Christian heroism virtually never looks like a lone ranger standing for truth. Most stories that are told that way are, in fact, not grounded in real history. It takes the whole body of Christ. And a heroic tweet, blog post, or the like often amount to tilting at windmills, an imaginary stand often aimed at an imaginary enemy. It appeals to the base, but it will be forgotten next week.
A colleague recently compared (so-called) heroic stands of faith to Don Quixote. Someone thinks they will change the world by a controversial tweet or blog post. They think themselves to be like Athanasius, contra Mundum—against the whole world! Never mind that Athanasius never stood as an individual against the world, but worked with whole teams of peoples and congregations across the Roman World.
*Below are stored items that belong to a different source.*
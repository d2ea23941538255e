//! Clock port - 時刻の抽象化
//!
//! - SystemClock（本番用）
//! - FixedClock（テスト用、決定的な ID 生成に使う）

use chrono::{DateTime, Utc};

pub trait Clock: Send + Sync {
    fn now(&self) -> DateTime<Utc>;
}

#[derive(Debug, Clone, Copy, Default)]
pub struct SystemClock;

impl Clock for SystemClock {
    fn now(&self) -> DateTime<Utc> {
        Utc::now()
    }
}

#[derive(Debug, Clone, Copy)]
pub struct FixedClock {
    at: DateTime<Utc>,
}

impl FixedClock {
    pub fn new(at: DateTime<Utc>) -> Self {
        Self { at }
    }
}

impl Clock for FixedClock {
    fn now(&self) -> DateTime<Utc> {
        self.at
    }
}
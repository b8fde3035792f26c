//! # Two-Level Page Tables

pub mod pd;
pub mod pt;

use crate::page_table::pd::PdIndex;
use crate::page_table::pt::PtIndex;
use kernel_memory_addresses::VirtualAddress;

/// Entries per table at either level.
pub const ENTRIES: usize = 1024;

/// Split a virtual address into its directory and table indices.
///
/// The remaining bits `[11:0]` are the byte offset inside the frame.
#[inline]
#[must_use]
pub const fn split_indices(va: VirtualAddress) -> (PdIndex, PtIndex) {
    (PdIndex::from(va), PtIndex::from(va))
}
//! # Memory Layout

use kernel_memory_addresses::{PhysicalAddress, VirtualAddress};

/// Size of one physical frame and of one mapped page.
pub const PAGE_SIZE: u32 = 4096;

/// Start of extended memory; the boot loader places the kernel image here.
///
/// # Kernel Build
/// This information is sourced in the kernel's `build.rs` to configure
/// the linker (LMA).
pub const EXTMEM: u32 = 0x0010_0000; // 1 MiB

/// Top of usable physical memory.
pub const PHYSTOP: u32 = 0x0E00_0000; // 224 MiB

/// Other devices (I/O APIC, LAPIC, ...) live at high physical addresses and
/// are mapped 1:1 from here up to the end of the 4 GiB space.
pub const DEVSPACE: u32 = 0xFE00_0000;

/// First kernel virtual address. All physical memory below [`PHYSTOP`] is
/// visible at `KERNBASE + pa` (the direct map).
pub const KERNBASE: u32 = 0xF000_0000;

/// Where the kernel executes (VMA), matches the linker script.
///
/// # Kernel Build
/// This information is sourced in the kernel's `build.rs` to configure
/// the linker.
pub const KERNLINK: u32 = KERNBASE + EXTMEM;

/// Physical memory reachable through the boot stub's 4 MiB mapping.
///
/// Frames below this address may be handed to the allocator before the full
/// kernel address space is active.
pub const BOOT_MAPPED_TOP: u32 = 0x0040_0000; // 4 MiB

const _: () = {
    assert!(EXTMEM.is_multiple_of(PAGE_SIZE));
    assert!(PHYSTOP.is_multiple_of(PAGE_SIZE));
    assert!(DEVSPACE.is_multiple_of(PAGE_SIZE));
    assert!(KERNBASE.is_multiple_of(PAGE_SIZE));
    assert!(BOOT_MAPPED_TOP.is_multiple_of(PAGE_SIZE));
    assert!(EXTMEM < BOOT_MAPPED_TOP);
    assert!(BOOT_MAPPED_TOP <= PHYSTOP);
    assert!(PHYSTOP <= DEVSPACE - KERNBASE);
};

/// Direct-mapped alias of a physical address (`pa + KERNBASE`).
///
/// Returns `None` when `pa` lies outside the direct map, i.e. at or above
/// [`PHYSTOP`].
#[inline]
#[must_use]
pub const fn p2v(pa: PhysicalAddress) -> Option<VirtualAddress> {
    if pa.as_u32() >= PHYSTOP {
        return None;
    }
    Some(VirtualAddress::new(pa.as_u32() + KERNBASE))
}

/// Physical address behind a direct-mapped kernel virtual address
/// (`va - KERNBASE`).
///
/// Returns `None` for addresses below [`KERNBASE`].
#[inline]
#[must_use]
pub const fn v2p(va: VirtualAddress) -> Option<PhysicalAddress> {
    match va.as_u32().checked_sub(KERNBASE) {
        Some(pa) => Some(PhysicalAddress::new(pa)),
        None => None,
    }
}

#[cfg(test)]
mod tests {
    use super::*;

    #[test]
    fn direct_map_round_trip() {
        let pa = PhysicalAddress::new(0x0012_3456);
        let va = p2v(pa).unwrap();
        assert_eq!(va.as_u32(), 0xF012_3456);
        assert_eq!(v2p(va), Some(pa));
    }

    #[test]
    fn direct_map_bounds() {
        assert!(p2v(PhysicalAddress::new(PHYSTOP)).is_none());
        assert!(p2v(PhysicalAddress::new(PHYSTOP - 1)).is_some());
        assert!(v2p(VirtualAddress::new(KERNBASE - 1)).is_none());
        assert_eq!(
            v2p(VirtualAddress::new(KERNLINK)),
            Some(PhysicalAddress::new(EXTMEM))
        );
    }
}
But here the facts do not matter. The point is the heroic stand. And the kind of heroic stand I am talking about often ends up with a knight tilting at windmills, thinking himself to be slaying a giant when he in reality has done nothing at all. Worse, he might have even hurt the cause which he putatively aims to support.
Heroic Stands
Over the years, Christians have mocked or attacked trivial things as man buns and the length of hair on men. Too bad for Hudson Taylor, who styled his hair into something akin to a ponytail, or Samson, whose hair flowed long because of his Nazirite vow (Judges 13:5), or John Owen, whose flowing locks border on the comical.
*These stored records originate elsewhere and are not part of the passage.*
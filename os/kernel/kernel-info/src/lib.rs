//! # Kernel Configuration
//!
//! Memory layout constants shared by the allocator, the page-table code and
//! the kernel's `build.rs`. It is the single source of truth for where the
//! kernel lives and how physical memory is reached from kernel space.
//!
//! ## Virtual Memory Architecture
//!
//! The kernel runs in the top 256 MiB of a 32-bit address space and sees all
//! usable physical memory through a fixed offset:
//!
//! ```text
//! Virtual Address Space Layout (32-bit):
//!
//! 0x0000_0000 ┌─────────────────────────────────┐
//!             │         User Space              │
//! KERNBASE    ├─────────────────────────────────┤ 0xF000_0000
//!             │  Low memory / legacy I/O        │ -> 0x0000_0000 .. EXTMEM
//! KERNLINK    ├─────────────────────────────────┤ 0xF010_0000
//!             │  Kernel text + rodata (RO)      │ -> EXTMEM .. V2P(data)
//! data        ├─────────────────────────────────┤
//!             │  Kernel data + free memory      │ -> V2P(data) .. PHYSTOP
//! DEVSPACE    ├─────────────────────────────────┤ 0xFE00_0000 (= KERNBASE + PHYSTOP)
//!             │  Device window (identity)       │
//! 0xFFFF_FFFF └─────────────────────────────────┘
//! ```
//!
//! ### Build Script Integration
//! ```rust
//! use kernel_info::memory::{EXTMEM, KERNLINK};
//!
//! println!("cargo:rustc-link-arg=--defsym=KERNLINK={KERNLINK:#x}");
//! println!("cargo:rustc-link-arg=--defsym=EXTMEM={EXTMEM:#x}");
//! ```
//!
//! Every constant is checked at compile time; a layout in which the direct map
//! would run into the device window does not build.

#![cfg_attr(not(any(test, doctest)), no_std)]
#![deny(unsafe_code)]

pub mod memory;
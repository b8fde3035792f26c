use kernel_info::memory;
use std::{env, path::PathBuf};

fn main() {
    // Only the bare-metal build links against the kernel layout.
    if env::var("CARGO_CFG_TARGET_OS").as_deref() != Ok("none") {
        return;
    }

    // Point to the linker script
    let manifest_dir = PathBuf::from(env::var("CARGO_MANIFEST_DIR").expect("set by cargo"));
    let ld = manifest_dir.join("kernel.ld");

    // Sanity checks (fail fast during build)
    let kernlink = memory::KERNLINK;
    let extmem = memory::EXTMEM;
    assert_eq!(
        kernlink & (memory::PAGE_SIZE - 1),
        0,
        "KERNLINK must be 4 KiB aligned (got {kernlink:#x})"
    );
    assert_eq!(
        kernlink - extmem,
        memory::KERNBASE,
        "KERNLINK must sit at KERNBASE + EXTMEM"
    );

    // Rebuild when inputs change
    println!("cargo:rerun-if-changed={}", ld.display());

    // Linker script
    println!("cargo:rustc-link-arg-bins=-T{}", ld.display());

    // Provide symbols to the linker script
    println!("cargo:rustc-link-arg-bins=--defsym=KERNLINK={kernlink:#x}");
    println!("cargo:rustc-link-arg-bins=--defsym=EXTMEM={extmem:#x}");
}
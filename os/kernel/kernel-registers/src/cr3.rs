#[cfg(all(feature = "asm", target_arch = "x86"))]
use crate::{LoadRegisterUnsafe, StoreRegisterUnsafe};
use bitfield_struct::bitfield;
use kernel_memory_addresses::{PhysicalAddress, PhysicalPage, Size4K};

/// CR3: Page-Directory Base Register (32-bit paging, PAE disabled).
///
/// Holds the physical base address of the page directory and cache-control
/// flags for directory accesses. Loading it flushes all non-global TLB entries.
#[bitfield(u32)]
#[derive(PartialEq, Eq)]
pub struct Cr3 {
    /// Bits 0–2: Ignored.
    #[bits(3)]
    pub reserved0: u8,

    /// Bit 3: PWT: Page-level Write-Through for the page directory.
    pub pwt: bool,

    /// Bit 4: PCD: Page-level Cache Disable for the page directory.
    pub pcd: bool,

    /// Bits 5–11: Ignored.
    #[bits(7)]
    pub reserved1: u8,

    /// Bits 12–31: page directory physical base >> 12.
    #[bits(20)]
    page_directory_4k: u32,
}

impl Cr3 {
    /// Create a `Cr3` value for the page directory stored in `frame`.
    #[must_use]
    pub const fn from_page_directory(frame: PhysicalPage<Size4K>, pwt: bool, pcd: bool) -> Self {
        Self::new()
            .with_pwt(pwt)
            .with_pcd(pcd)
            .with_page_directory_4k(frame.number())
    }

    /// Physical address of the page directory.
    #[must_use]
    pub const fn page_directory(&self) -> PhysicalAddress {
        PhysicalAddress::new(self.page_directory_4k() << 12)
    }
}

#[cfg(all(feature = "asm", target_arch = "x86"))]
impl LoadRegisterUnsafe for Cr3 {
    unsafe fn load_unsafe() -> Self {
        let mut cr3: u32;
        unsafe {
            core::arch::asm!("mov {}, cr3", out(reg) cr3, options(nomem, nostack, preserves_flags));
        }
        Self::from_bits(cr3)
    }
}

#[cfg(all(feature = "asm", target_arch = "x86"))]
impl StoreRegisterUnsafe for Cr3 {
    unsafe fn store_unsafe(self) {
        let cr3 = self.into_bits();
        unsafe {
            core::arch::asm!("mov cr3, {}", in(reg) cr3, options(nostack, preserves_flags));
        }
    }
}

#[cfg(test)]
mod tests {
    use super::*;

    #[test]
    fn encodes_directory_base_bit_exact() {
        let frame = PhysicalAddress::new(0x0035_F000).page::<Size4K>();
        let cr3 = Cr3::from_page_directory(frame, false, false);
        assert_eq!(cr3.into_bits(), 0x0035_F000);
        assert_eq!(cr3.page_directory(), frame.base());
    }

    #[test]
    fn cache_control_bits() {
        let frame = PhysicalAddress::new(0x0010_0000).page::<Size4K>();
        let cr3 = Cr3::from_page_directory(frame, true, true);
        assert_eq!(cr3.into_bits(), 0x0010_0018);
        assert!(cr3.pwt());
        assert!(cr3.pcd());
    }
}
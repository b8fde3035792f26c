//! # QEMU Debug Console Output
//!
//! Diagnostic output for the kernel while it runs under QEMU. Bytes written to
//! I/O port `0x402` show up on the host when QEMU is started with
//! `-debugcon stdio` (or `-debugcon file:debug.log`).
//!
//! ```text
//! log::info!(..) ──► QemuLogger ──► qemu_trace! ──► QemuSink ──► port 0x402
//! ```
//!
//! ## Components
//!
//! * [`QemuLogger`]: a `log::Log` backend printing `[LEVEL] target: message`.
//! * [`qemu_trace!`]: `format!`-style output that bypasses `log`, usable before
//!   the logger is installed.
//!
//! ## `enabled` Feature (default)
//!
//! Without it, or on a non-x86 target, every write is a no-op and no port I/O
//! is compiled in.
//!
//! ## Usage
//! ```rust,no_run
//! use kernel_qemu::QemuLogger;
//! use log::{LevelFilter, info};
//!
//! static LOGGER: QemuLogger = QemuLogger::new(LevelFilter::Debug);
//!
//! LOGGER.init().expect("logger initialization");
//! info!("page allocator ready");
//! ```

#![cfg_attr(not(any(test, doctest)), no_std)]
#![allow(unsafe_code)]

mod logger;

pub use logger::QemuLogger;

#[cfg(all(feature = "enabled", any(target_arch = "x86", target_arch = "x86_64")))]
#[doc(hidden)]
pub mod qemu_fmt {
    use core::fmt::{self, Write};

    /// The port number for QEMU's debug port.
    const QEMU_DEBUG_PORT: u16 = 0x402;

    /// Write a single byte to QEMU's debug port.
    #[allow(clippy::inline_always)]
    #[inline(always)]
    pub fn dbg_putc(c: u8) {
        unsafe { outb(QEMU_DEBUG_PORT, c) }
    }

    #[allow(clippy::inline_always)]
    #[inline(always)]
    unsafe fn outb(port: u16, val: u8) {
        unsafe {
            core::arch::asm!(
            "out dx, al",
            in("dx") port,
            in("al") val,
            options(nomem, nostack, preserves_flags)
            );
        }
    }

    pub struct QemuSink;

    impl Write for QemuSink {
        #[inline]
        fn write_str(&mut self, s: &str) -> fmt::Result {
            for b in s.bytes() {
                dbg_putc(b);
            }
            Ok(())
        }
    }

    #[doc(hidden)]
    #[inline]
    pub fn qemu_write(args: fmt::Arguments) {
        // Best-effort debug output.
        let _ = fmt::write(&mut QemuSink, args);
    }
}

#[cfg(not(all(feature = "enabled", any(target_arch = "x86", target_arch = "x86_64"))))]
#[doc(hidden)]
pub mod qemu_fmt {
    use core::fmt;

    #[doc(hidden)]
    #[inline(always)]
    #[allow(clippy::inline_always)]
    pub const fn qemu_write(_: fmt::Arguments) {}
}

/// Print to QEMU's debug console without going through `log`.
#[macro_export]
macro_rules! qemu_trace {
    ($($arg:tt)*) => {{
        // No allocation: `format_args!` builds a lightweight `Arguments`.
        $crate::qemu_fmt::qemu_write(core::format_args!($($arg)*));
    }};
}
Such foolhardy statements flow, I fear, from a heart desperate to be the hero of the story. In some circles, the only way to be a hero is to be against something or someone. How else can you galvanize a community, if not by being against some hated person or entity?
This againstness becomes a self-made trap. To gain followers and remain the hero, one must constantly find new dragons to slay. If the dragons die, then the story of the heroic knight dies too. No more book sales, no more conferences, no more internet fame. How can you get the amens from the congregation, unless you attack the enemy everyone already despises?
I wonder how we might survive an encounter with Jesus, who once said that “if anyone forces you to go one mile, go with him two miles” (Matt 5:41). As historian Michael Haykin recently explained:
This text is grounded in the brutal military tactics of the tyrannical regime of the Roman Empire. The Roman army, with its ubiquitous and endless need for transport, would often force citizens to carry equipment etc. It was a vicious and an ever-present reminder of the brutality of Roman rule, or pax Romana, as the Roman ruling elite called it (did the ordinary citizen experience it as such?).
Western Christians, raised on a pervasive diet of rights, etc., react to this saying, if they truly understand it, with disbelief. Surely, Jesus, the Son of the Lord of the Jewish people who commanded the slaying of tyrannical rulers, would command a different path?